Internet radio is interesting. I used to want to try this out, but the bandwidth was always something that I was worried about. But considering the fact that these days I'm not really using much of my bandwidth anyways, I decided to relook into this other media form. So, I managed to find some cool classical stations on SHOUTcast, and since I'm using the venerable foobar2000, that meant that it was ridiculously easy for me to actually make use of the SHOUTcast.
Here's a simple computation on the amount of bandwidth required. Suppose we are using 96 kbps quality. This gives us 96000 bits per second, or roughly 12,000 bytes per second. Suppose that we let the player run for about 24 hours, that's roughly 86,400 seconds, which gives us a total yield of 1,036,800,000 bytes or about 989 MiB. So, if the Internet radio is on for 24 hours, then the expected bandwidth consumption is around 1 GiB, which is roughly half of the daily bandwidth that we are limited to.

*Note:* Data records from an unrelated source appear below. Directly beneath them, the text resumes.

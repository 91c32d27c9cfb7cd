//! Drawable floor-plan elements.

mod geometry;
mod style;

pub use geometry::{
    Door, Furniture, FurnitureVariant, Geometry, OpenDirection, Placement, Polyline, TextBox,
    Window, WindowType,
};
pub use style::{Color, ColorParseError, Style};

use kurbo::{Point, Rect, Vec2};
use serde::{Deserialize, Serialize};
use std::fmt;
use uuid::Uuid;

/// Layer every element belongs to unless told otherwise.
pub const DEFAULT_LAYER: &str = "default";

const PLACEHOLDER_PREFIX: &str = "local-";

/// Unique identifier for elements.
///
/// Ids are assigned by the persistence layer. Elements built locally and not
/// yet acknowledged carry a placeholder id until the server assigns one.
#[derive(Debug, Clone, PartialEq, Eq, Hash, PartialOrd, Ord, Serialize, Deserialize)]
#[serde(transparent)]
pub struct ElementId(String);

impl ElementId {
    pub fn new(id: impl Into<String>) -> Self {
        Self(id.into())
    }

    /// A fresh persistent id.
    pub fn generate() -> Self {
        Self(Uuid::new_v4().to_string())
    }

    /// A fresh local placeholder id.
    pub fn placeholder() -> Self {
        Self(format!("{PLACEHOLDER_PREFIX}{}", Uuid::new_v4()))
    }

    pub fn is_placeholder(&self) -> bool {
        self.0.starts_with(PLACEHOLDER_PREFIX)
    }

    pub fn as_str(&self) -> &str {
        &self.0
    }
}

impl fmt::Display for ElementId {
    fn fmt(&self, f: &mut fmt::Formatter<'_>) -> fmt::Result {
        f.write_str(&self.0)
    }
}

impl From<&str> for ElementId {
    fn from(value: &str) -> Self {
        Self::new(value)
    }
}

/// The closed set of element kinds.
#[derive(Debug, Clone, Copy, PartialEq, Eq, Hash, PartialOrd, Ord, Serialize, Deserialize)]
#[serde(rename_all = "lowercase")]
pub enum ElementKind {
    Wall,
    Door,
    Window,
    Room,
    Furniture,
    Text,
    Dimension,
}

impl ElementKind {
    pub const ALL: [ElementKind; 7] = [
        ElementKind::Wall,
        ElementKind::Door,
        ElementKind::Window,
        ElementKind::Room,
        ElementKind::Furniture,
        ElementKind::Text,
        ElementKind::Dimension,
    ];

    /// Display label, used for default element names.
    pub fn label(self) -> &'static str {
        match self {
            ElementKind::Wall => "Wall",
            ElementKind::Door => "Door",
            ElementKind::Window => "Window",
            ElementKind::Room => "Room",
            ElementKind::Furniture => "Furniture",
            ElementKind::Text => "Text",
            ElementKind::Dimension => "Dimension",
        }
    }

    /// Whether the kind is built point by point.
    pub fn is_multi_point(self) -> bool {
        matches!(self, ElementKind::Wall | ElementKind::Room | ElementKind::Dimension)
    }

    /// Minimum number of distinct points a committed element must have.
    pub fn min_points(self) -> usize {
        match self {
            ElementKind::Wall | ElementKind::Dimension => 2,
            ElementKind::Room => 3,
            ElementKind::Door | ElementKind::Window | ElementKind::Furniture | ElementKind::Text => 1,
        }
    }

    /// Layer newly drawn elements of this kind are placed on.
    pub fn default_layer(self) -> &'static str {
        match self {
            ElementKind::Wall => "walls",
            ElementKind::Door => "doors",
            ElementKind::Window => "windows",
            ElementKind::Room => "rooms",
            ElementKind::Furniture => "furniture",
            ElementKind::Text => "annotations",
            ElementKind::Dimension => "dimensions",
        }
    }
}

impl fmt::Display for ElementKind {
    fn fmt(&self, f: &mut fmt::Formatter<'_>) -> fmt::Result {
        f.write_str(self.label())
    }
}

fn default_layer() -> String {
    DEFAULT_LAYER.to_string()
}

/// Non-geometric element properties.
#[derive(Debug, Clone, PartialEq, Serialize, Deserialize)]
#[serde(rename_all = "camelCase", default)]
pub struct Metadata {
    /// Display name.
    pub name: String,
    /// Layer tag.
    #[serde(default = "default_layer")]
    pub layer: String,
    pub locked: bool,
    pub visible: bool,
    /// Stacking order hint.
    pub z_index: i32,
}

impl Default for Metadata {
    fn default() -> Self {
        Self {
            name: String::new(),
            layer: default_layer(),
            locked: false,
            visible: true,
            z_index: 0,
        }
    }
}

impl Metadata {
    /// Layer name with empty tags folded into the default layer.
    pub fn layer_name(&self) -> &str {
        if self.layer.is_empty() {
            DEFAULT_LAYER
        } else {
            &self.layer
        }
    }
}

/// A single drawable primitive of a drawing.
#[derive(Debug, Clone, PartialEq, Serialize, Deserialize)]
pub struct Element {
    pub id: ElementId,
    #[serde(flatten)]
    pub geometry: Geometry,
    #[serde(default)]
    pub style: Style,
    #[serde(default)]
    pub metadata: Metadata,
}

impl Element {
    /// Create an element with default style and metadata.
    pub fn new(id: ElementId, geometry: Geometry) -> Self {
        Self {
            id,
            geometry,
            style: Style::default(),
            metadata: Metadata::default(),
        }
    }

    pub fn kind(&self) -> ElementKind {
        self.geometry.kind()
    }

    pub fn is_visible(&self) -> bool {
        self.metadata.visible
    }

    pub fn is_locked(&self) -> bool {
        self.metadata.locked
    }

    pub fn layer(&self) -> &str {
        self.metadata.layer_name()
    }

    /// Bounding box in world coordinates.
    pub fn bounds(&self) -> Rect {
        self.geometry.bounds()
    }

    /// Translate the element by `delta`.
    pub fn translate(&mut self, delta: Vec2) {
        self.geometry.translate(delta);
    }

    /// Whether the element has enough distinct points to be committed.
    pub fn has_min_points(&self) -> bool {
        self.geometry.distinct_points() >= self.kind().min_points()
    }

    /// Check if a point (in world coordinates) hits this element.
    pub fn hit_test(&self, point: Point, tolerance: f64) -> bool {
        let reach = tolerance + self.style.stroke_width / 2.0;
        match &self.geometry {
            Geometry::Wall(line) | Geometry::Dimension(line) => {
                match line.points.as_slice() {
                    [] => false,
                    [only] => only.distance(point) <= reach,
                    points => point_to_polyline_dist(point, points) <= reach,
                }
            }
            Geometry::Room(outline) => {
                let points = outline.points.as_slice();
                if points.len() >= 3 && point_in_polygon(point, points) {
                    return true;
                }
                let closing = points.first().map(|first| {
                    let mut closed = points.to_vec();
                    closed.push(*first);
                    closed
                });
                closing.is_some_and(|closed| point_to_polyline_dist(point, &closed) <= reach)
            }
            _ => self
                .geometry
                .placement()
                .is_some_and(|placement| placement.contains(point, tolerance)),
        }
    }

    /// Parse a JSON array of elements, skipping entries of unknown kind or
    /// otherwise malformed shape.
    pub fn parse_many(json: &str) -> Result<Vec<Element>, serde_json::Error> {
        let values: Vec<serde_json::Value> = serde_json::from_str(json)?;
        Ok(values
            .into_iter()
            .filter_map(|value| match serde_json::from_value::<Element>(value) {
                Ok(element) => Some(element),
                Err(e) => {
                    log::warn!("Skipping unrenderable element: {}", e);
                    None
                }
            })
            .collect())
    }
}

/// Distance from a point to a line segment (a→b).
pub fn point_to_segment_dist(point: Point, a: Point, b: Point) -> f64 {
    let seg = b - a;
    let pv = point - a;
    let len_sq = seg.hypot2();
    if len_sq < f64::EPSILON {
        return pv.hypot();
    }
    let t = (pv.dot(seg) / len_sq).clamp(0.0, 1.0);
    point.distance(a + seg * t)
}

/// Minimum distance from a point to a polyline (sequence of connected segments).
pub fn point_to_polyline_dist(point: Point, points: &[Point]) -> f64 {
    points
        .windows(2)
        .map(|w| point_to_segment_dist(point, w[0], w[1]))
        .fold(f64::INFINITY, f64::min)
}

/// Even-odd point-in-polygon test.
pub fn point_in_polygon(point: Point, polygon: &[Point]) -> bool {
    let mut inside = false;
    let n = polygon.len();
    let mut j = n.wrapping_sub(1);
    for i in 0..n {
        let (a, b) = (polygon[i], polygon[j]);
        if (a.y > point.y) != (b.y > point.y)
            && point.x < (b.x - a.x) * (point.y - a.y) / (b.y - a.y) + a.x
        {
            inside = !inside;
        }
        j = i;
    }
    inside
}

Not too bad, but considering the fact that a more realistic number of hours of play time is roughly 9 hours, the actual number is really around 370 MiB, which I think is completely reasonable.
Besides, I don't really want to buy/leech so many CDs of classical music; only a connoisseur (or scholar or some other classical music buff) will know the difference between one piece and another. To me, the music seems kind of generic in nature, and serves as a useful background music to stimulate pseudo-intellectual thought during the process of revising for my finals.

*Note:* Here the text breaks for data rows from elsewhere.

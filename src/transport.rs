/// Level of the D/C line for the bytes that follow.
#[derive(Clone, Copy, Debug, PartialEq, Eq)]
#[cfg_attr(feature = "defmt", derive(defmt::Format))]
pub enum DataMode {
    Command,
    Data,
}

/// The bus the controller hangs off.
///
/// Bytes written between `select` and `deselect` must arrive in order;
/// nothing else is assumed about the wire.
pub trait Transport {
    type Error;

    /// Pull chip-select active.
    fn select(&mut self) -> Result<(), Self::Error>;

    /// Release chip-select. All written bytes must be on the wire first.
    fn deselect(&mut self) -> Result<(), Self::Error>;

    fn set_data_mode(&mut self, mode: DataMode) -> Result<(), Self::Error>;

    fn write(&mut self, bytes: &[u8]) -> Result<(), Self::Error>;

    /// Drive the reset line. `true` is released (high).
    fn set_reset(&mut self, high: bool) -> Result<(), Self::Error>;

    /// Switch the backlight, if one is wired.
    fn set_backlight(&mut self, _on: bool) -> Result<(), Self::Error> {
        Ok(())
    }

    /// Blocking wait.
    fn delay_ms(&mut self, ms: u32);
}

impl<T: Transport + ?Sized> Transport for &mut T {
    type Error = T::Error;

    fn select(&mut self) -> Result<(), Self::Error> {
        T::select(self)
    }

    fn deselect(&mut self) -> Result<(), Self::Error> {
        T::deselect(self)
    }

    fn set_data_mode(&mut self, mode: DataMode) -> Result<(), Self::Error> {
        T::set_data_mode(self, mode)
    }

    fn write(&mut self, bytes: &[u8]) -> Result<(), Self::Error> {
        T::write(self, bytes)
    }

    fn set_reset(&mut self, high: bool) -> Result<(), Self::Error> {
        T::set_reset(self, high)
    }

    fn set_backlight(&mut self, on: bool) -> Result<(), Self::Error> {
        T::set_backlight(self, on)
    }

    fn delay_ms(&mut self, ms: u32) {
        T::delay_ms(self, ms)
    }
}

That all aside, the preparations for finals are really causing a strain in me. I'm feeling so lackadaisical and am actually slowing down in terms of getting the revision underway—could it be that I don't have enough caffeine in my blood to keep myself awake? Or could it be that the adrenaline hasn't quite kicked in yet?
On another note, I have successfully written a working proxy for my lab, which is interesting in its own right, I think. There were several weird bugs with regards to race conditions on the concurrency of read/write locks, but after utilising a semi-novel debugging technique, I was able to quash that bug once and for all, and a live test of flooding it with about 400+ HTTP requests didn't kill my proxy off with weird segfaults or infinite loops. I love concurrency programming—I discovered that I have this weird insight to how and why concurrency works/fails for the code that I'm writing. It's an amazing feeling, I think, to be able to look at concurrent code and to reason about its correctness and think about ways on how to defeat the carefully constructed locking mechanisms to test the robustness of the code.

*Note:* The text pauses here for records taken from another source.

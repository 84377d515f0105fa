// Pibody wiring:
//
// * 10 - LCD CLK
// * 11 - LCD DIN
// * 13 - LCD Reset
// * 14 - LCD D/C
// * 15 - LCD CSn

use core::convert::Infallible;

use embedded_hal::delay::DelayNs;
use embedded_hal::digital::{self, OutputPin};
use embedded_hal::spi::{self, SpiBus};

use crate::transport::{DataMode, Transport};

#[derive(Debug, Clone, Copy, PartialEq, Eq)]
#[cfg_attr(feature = "defmt", derive(defmt::Format))]
pub enum LcdError {
    Spi(spi::ErrorKind),
    Pin(digital::ErrorKind),
}

fn pin<E: digital::Error>(e: E) -> LcdError {
    LcdError::Pin(e.kind())
}

fn bus<E: spi::Error>(e: E) -> LcdError {
    LcdError::Spi(e.kind())
}

/// Stand-in for an unwired backlight.
pub struct NoPin;

impl digital::ErrorType for NoPin {
    type Error = Infallible;
}

impl OutputPin for NoPin {
    fn set_low(&mut self) -> Result<(), Self::Error> {
        Ok(())
    }

    fn set_high(&mut self) -> Result<(), Self::Error> {
        Ok(())
    }
}

/// SPI bus plus the control lines of the panel. Chip-select is driven by
/// hand so commands and data can share or split a bracket.
pub struct LcdPins<SPI, DC, CS, RST, BL, D> {
    pub spi: SPI,
    pub dc: DC,
    pub cs: CS,
    pub rst: RST,
    pub backlight: Option<BL>,
    pub delay: D,
}

impl<SPI, DC, CS, RST, BL, D> LcdPins<SPI, DC, CS, RST, BL, D> {
    pub fn new(spi: SPI, dc: DC, cs: CS, rst: RST, backlight: Option<BL>, delay: D) -> Self {
        Self {
            spi,
            dc,
            cs,
            rst,
            backlight,
            delay,
        }
    }
}

impl<SPI, DC, CS, RST, BL, D> Transport for LcdPins<SPI, DC, CS, RST, BL, D>
where
    SPI: SpiBus<u8>,
    DC: OutputPin,
    CS: OutputPin,
    RST: OutputPin,
    BL: OutputPin,
    D: DelayNs,
{
    type Error = LcdError;

    fn select(&mut self) -> Result<(), LcdError> {
        self.cs.set_low().map_err(pin)
    }

    fn deselect(&mut self) -> Result<(), LcdError> {
        self.spi.flush().map_err(bus)?;
        self.cs.set_high().map_err(pin)
    }

    fn set_data_mode(&mut self, mode: DataMode) -> Result<(), LcdError> {
        match mode {
            DataMode::Command => self.dc.set_low().map_err(pin),
            DataMode::Data => self.dc.set_high().map_err(pin),
        }
    }

    fn write(&mut self, bytes: &[u8]) -> Result<(), LcdError> {
        self.spi.write(bytes).map_err(bus)
    }

    fn set_reset(&mut self, high: bool) -> Result<(), LcdError> {
        if high {
            self.rst.set_high().map_err(pin)
        } else {
            self.rst.set_low().map_err(pin)
        }
    }

    fn set_backlight(&mut self, on: bool) -> Result<(), LcdError> {
        match self.backlight.as_mut() {
            Some(bl) if on => bl.set_high().map_err(pin),
            Some(bl) => bl.set_low().map_err(pin),
            None => Ok(()),
        }
    }

    fn delay_ms(&mut self, ms: u32) {
        self.delay.delay_ms(ms);
    }
}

On yet another note, I think I know what I want for Christmas. A nice girl to hang out with and chit-chat, and maybe to cuddle with and share warmth as the snow drifts all over the place. But of course, we all know that this is only another of those phantasies of mine, which has an extremely low chance of coming true. I'll probably end up wandering about the city of Pittsburgh during that time. Maybe then there will be more interesting updates about the sights (and possibly) the sounds of the city that I've been spending my last year-and-a-half in. Pittsburgh is a really pretty place, and it's quite a pity that I don't really have the chance to explore it well enough, because of all the insane amounts of work that I need to do each day just to keep my neck above the waterline. A period of peace and solitude; it might turn me into a complete nervous wreck, or it could help me really think about things through, and to determine for myself what is it that I want exactly. I guess that it is probably the best time to start getting reaquainted with the side of me that I've been neglecting all these years.
Alright, as usual, I end up with a rather long-ish post/rant here. It is late, and I'd want to catch up on sleep, and so I think that i'll stop here for now. More updates should be coming soon, I think, as and when I find something interesting to talk about and when I'm sufficiently tired from all the studying and need some manner of a distraction.